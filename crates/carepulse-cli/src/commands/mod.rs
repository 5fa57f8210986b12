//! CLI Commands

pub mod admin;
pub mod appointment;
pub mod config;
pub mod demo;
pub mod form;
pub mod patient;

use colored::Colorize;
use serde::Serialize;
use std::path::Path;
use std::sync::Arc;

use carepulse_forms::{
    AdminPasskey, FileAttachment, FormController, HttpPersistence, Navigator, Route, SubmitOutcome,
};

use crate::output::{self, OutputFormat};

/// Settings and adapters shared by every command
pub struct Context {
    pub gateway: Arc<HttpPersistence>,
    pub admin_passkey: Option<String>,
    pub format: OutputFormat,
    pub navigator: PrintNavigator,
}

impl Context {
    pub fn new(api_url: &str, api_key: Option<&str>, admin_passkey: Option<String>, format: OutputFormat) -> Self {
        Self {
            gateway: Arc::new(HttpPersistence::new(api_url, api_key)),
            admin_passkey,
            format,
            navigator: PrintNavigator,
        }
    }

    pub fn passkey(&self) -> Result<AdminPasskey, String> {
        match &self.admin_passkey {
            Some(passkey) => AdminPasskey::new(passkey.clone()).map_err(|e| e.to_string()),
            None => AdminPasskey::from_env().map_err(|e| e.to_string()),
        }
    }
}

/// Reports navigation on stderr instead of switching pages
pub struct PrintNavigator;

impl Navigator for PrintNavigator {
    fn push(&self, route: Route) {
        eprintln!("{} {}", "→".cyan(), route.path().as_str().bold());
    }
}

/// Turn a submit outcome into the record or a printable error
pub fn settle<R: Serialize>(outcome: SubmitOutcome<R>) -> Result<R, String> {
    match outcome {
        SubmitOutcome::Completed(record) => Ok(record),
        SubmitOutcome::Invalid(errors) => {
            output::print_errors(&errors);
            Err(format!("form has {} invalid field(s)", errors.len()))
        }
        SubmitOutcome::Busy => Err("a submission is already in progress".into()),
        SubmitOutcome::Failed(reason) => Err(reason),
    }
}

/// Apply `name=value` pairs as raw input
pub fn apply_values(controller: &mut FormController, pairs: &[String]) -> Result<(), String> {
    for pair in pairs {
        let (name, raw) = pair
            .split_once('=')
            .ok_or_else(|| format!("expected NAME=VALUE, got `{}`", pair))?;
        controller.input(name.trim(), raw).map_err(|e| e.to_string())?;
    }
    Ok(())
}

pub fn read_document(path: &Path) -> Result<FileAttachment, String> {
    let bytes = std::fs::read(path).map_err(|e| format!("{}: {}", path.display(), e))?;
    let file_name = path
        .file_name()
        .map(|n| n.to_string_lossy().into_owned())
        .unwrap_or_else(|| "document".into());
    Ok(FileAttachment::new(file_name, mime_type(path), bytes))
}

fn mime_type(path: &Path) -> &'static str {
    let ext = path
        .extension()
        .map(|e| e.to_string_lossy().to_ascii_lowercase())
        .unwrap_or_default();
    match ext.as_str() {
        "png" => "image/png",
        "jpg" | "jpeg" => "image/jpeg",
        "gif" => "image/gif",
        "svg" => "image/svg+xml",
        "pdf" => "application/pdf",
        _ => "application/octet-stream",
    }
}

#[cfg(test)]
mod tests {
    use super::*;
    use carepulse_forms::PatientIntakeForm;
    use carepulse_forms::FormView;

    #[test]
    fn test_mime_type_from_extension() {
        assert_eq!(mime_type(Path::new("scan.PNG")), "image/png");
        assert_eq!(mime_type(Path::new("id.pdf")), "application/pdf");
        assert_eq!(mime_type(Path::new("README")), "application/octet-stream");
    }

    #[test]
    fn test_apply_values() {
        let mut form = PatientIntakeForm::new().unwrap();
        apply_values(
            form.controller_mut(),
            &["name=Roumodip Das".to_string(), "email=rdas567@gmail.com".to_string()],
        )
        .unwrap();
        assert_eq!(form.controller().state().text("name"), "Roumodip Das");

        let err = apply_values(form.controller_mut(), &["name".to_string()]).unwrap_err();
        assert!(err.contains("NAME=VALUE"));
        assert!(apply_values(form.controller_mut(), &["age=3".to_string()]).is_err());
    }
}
━━━━━━━━━━━━━━━━━━━━━━━━━━━━━━
- **GOAL OF THE EXERCISE**:
Go through the listing and copy each line that includes the string "application".

- **PROBLEM SOLUTION**:
        "pdf" => "application/pdf",
        _ => "application/octet-stream",
        assert_eq!(mime_type(Path::new("id.pdf")), "application/pdf");
        assert_eq!(mime_type(Path::new("README")), "application/octet-stream");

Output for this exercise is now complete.